* What you should do: Each entry needs to be given again, character for character.
----------
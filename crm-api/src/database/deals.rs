use crate::database::{not_found_or, AsyncDbConnection, StoreError};
use anyhow::Result;
use rusqlite::types::Type;
use rusqlite::{params, Row};
use shared_types::{Contact, CreateDealRequest, Deal, DealStage};

// Deal columns followed by the (nullable) joined contact columns
const DEAL_SELECT: &str = "SELECT d.id, d.name, d.value, d.stage, d.contact_id, d.created_at,
        c.id, c.name, c.email, c.phone, c.created_at
     FROM deals d
     LEFT JOIN contacts c ON c.id = d.contact_id";

pub async fn list_deals(conn: AsyncDbConnection) -> Result<Vec<Deal>> {
    let conn = conn.lock().await?;

    let mut stmt = conn.prepare(&format!(
        "{DEAL_SELECT} ORDER BY d.created_at DESC, d.id DESC"
    ))?;

    let deals = stmt
        .query_map([], map_row_to_deal)?
        .collect::<Result<Vec<_>, _>>()?;

    Ok(deals)
}

pub async fn get_deal(conn: AsyncDbConnection, id: i64) -> Result<Deal> {
    let conn = conn.lock().await?;

    conn.query_row(
        &format!("{DEAL_SELECT} WHERE d.id = ?1"),
        params![id],
        map_row_to_deal,
    )
    .map_err(|e| not_found_or("deal", id, e))
}

/// Inserts the deal and returns its id. A `contact_id` naming a missing
/// contact fails on the foreign key.
pub async fn insert_deal(conn: AsyncDbConnection, request: &CreateDealRequest) -> Result<i64> {
    let conn = conn.lock().await?;
    let now = chrono::Utc::now().timestamp();

    let id: i64 = conn.query_row(
        "INSERT INTO deals (name, value, stage, contact_id, created_at)
         VALUES (?1, ?2, ?3, ?4, ?5)
         RETURNING id",
        params![
            &request.name,
            request.value,
            request.stage.as_str(),
            request.contact_id,
            now
        ],
        |row| row.get(0),
    )?;

    Ok(id)
}

pub async fn update_deal(conn: AsyncDbConnection, id: i64, deal: &Deal) -> Result<()> {
    let conn = conn.lock().await?;

    let changed = conn.execute(
        "UPDATE deals SET name = ?1, value = ?2, stage = ?3, contact_id = ?4 WHERE id = ?5",
        params![
            &deal.name,
            deal.value,
            deal.stage.as_str(),
            deal.contact_id,
            id
        ],
    )?;

    if changed == 0 {
        return Err(StoreError::not_found("deal", id));
    }

    Ok(())
}

pub async fn delete_deal(conn: AsyncDbConnection, id: i64) -> Result<()> {
    let conn = conn.lock().await?;

    let changed = conn.execute("DELETE FROM deals WHERE id = ?1", params![id])?;

    if changed == 0 {
        return Err(StoreError::not_found("deal", id));
    }

    Ok(())
}

fn map_row_to_deal(row: &Row) -> rusqlite::Result<Deal> {
    let stage: String = row.get(3)?;
    let stage = stage
        .parse::<DealStage>()
        .map_err(|e| rusqlite::Error::FromSqlConversionFailure(3, Type::Text, Box::new(e)))?;

    let contact = match row.get::<_, Option<i64>>(6)? {
        Some(contact_id) => Some(Contact {
            id: contact_id,
            name: row.get(7)?,
            email: row.get(8)?,
            phone: row.get(9)?,
            created_at: row.get(10)?,
        }),
        None => None,
    };

    Ok(Deal {
        id: row.get(0)?,
        name: row.get(1)?,
        value: row.get(2)?,
        stage,
        contact_id: row.get(4)?,
        contact,
        created_at: row.get(5)?,
    })
}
----------
* Result of the exercise:
filename crm-api/src/database/deals.rs
use crate::database::{not_found_or, AsyncDbConnection, StoreError};
use anyhow::Result;
use rusqlite::types::Type;
use rusqlite::{params, Row};
use shared_types::{Contact, CreateDealRequest, Deal, DealStage};

// Deal columns followed by the (nullable) joined contact columns
const DEAL_SELECT: &str = "SELECT d.id, d.name, d.value, d.stage, d.contact_id, d.created_at,
        c.id, c.name, c.email, c.phone, c.created_at
     FROM deals d
     LEFT JOIN contacts c ON c.id = d.contact_id";

pub async fn list_deals(conn: AsyncDbConnection) -> Result<Vec<Deal>> {
    let conn = conn.lock().await?;

    let mut stmt = conn.prepare(&format!(
        "{DEAL_SELECT} ORDER BY d.created_at DESC, d.id DESC"
    ))?;

    let deals = stmt
        .query_map([], map_row_to_deal)?
        .collect::<Result<Vec<_>, _>>()?;

    Ok(deals)
}

pub async fn get_deal(conn: AsyncDbConnection, id: i64) -> Result<Deal> {
    let conn = conn.lock().await?;

    conn.query_row(
        &format!("{DEAL_SELECT} WHERE d.id = ?1"),
        params![id],
        map_row_to_deal,
    )
    .map_err(|e| not_found_or("deal", id, e))
}

/// Inserts the deal and returns its id. A `contact_id` naming a missing
/// contact fails on the foreign key.
pub async fn insert_deal(conn: AsyncDbConnection, request: &CreateDealRequest) -> Result<i64> {
    let conn = conn.lock().await?;
    let now = chrono::Utc::now().timestamp();

    let id: i64 = conn.query_row(
        "INSERT INTO deals (name, value, stage, contact_id, created_at)
         VALUES (?1, ?2, ?3, ?4, ?5)
         RETURNING id",
        params![
            &request.name,
            request.value,
            request.stage.as_str(),
            request.contact_id,
            now
        ],
        |row| row.get(0),
    )?;

    Ok(id)
}

pub async fn update_deal(conn: AsyncDbConnection, id: i64, deal: &Deal) -> Result<()> {
    let conn = conn.lock().await?;

    let changed = conn.execute(
        "UPDATE deals SET name = ?1, value = ?2, stage = ?3, contact_id = ?4 WHERE id = ?5",
        params![
            &deal.name,
            deal.value,
            deal.stage.as_str(),
            deal.contact_id,
            id
        ],
    )?;

    if changed == 0 {
        return Err(StoreError::not_found("deal", id));
    }

    Ok(())
}

pub async fn delete_deal(conn: AsyncDbConnection, id: i64) -> Result<()> {
    let conn = conn.lock().await?;

    let changed = conn.execute("DELETE FROM deals WHERE id = ?1", params![id])?;

    if changed == 0 {
        return Err(StoreError::not_found("deal", id));
    }

    Ok(())
}

fn map_row_to_deal(row: &Row) -> rusqlite::Result<Deal> {
    let stage: String = row.get(3)?;
    let stage = stage
        .parse::<DealStage>()
        .map_err(|e| rusqlite::Error::FromSqlConversionFailure(3, Type::Text, Box::new(e)))?;

    let contact = match row.get::<_, Option<i64>>(6)? {
        Some(contact_id) => Some(Contact {
            id: contact_id,
            name: row.get(7)?,
            email: row.get(8)?,
            phone: row.get(9)?,
            created_at: row.get(10)?,
        }),
        None => None,
    };

    Ok(Deal {
        id: row.get(0)?,
        name: row.get(1)?,
        value: row.get(2)?,
        stage,
        contact_id: row.get(4)?,
        contact,
        created_at: row.get(5)?,
    })
}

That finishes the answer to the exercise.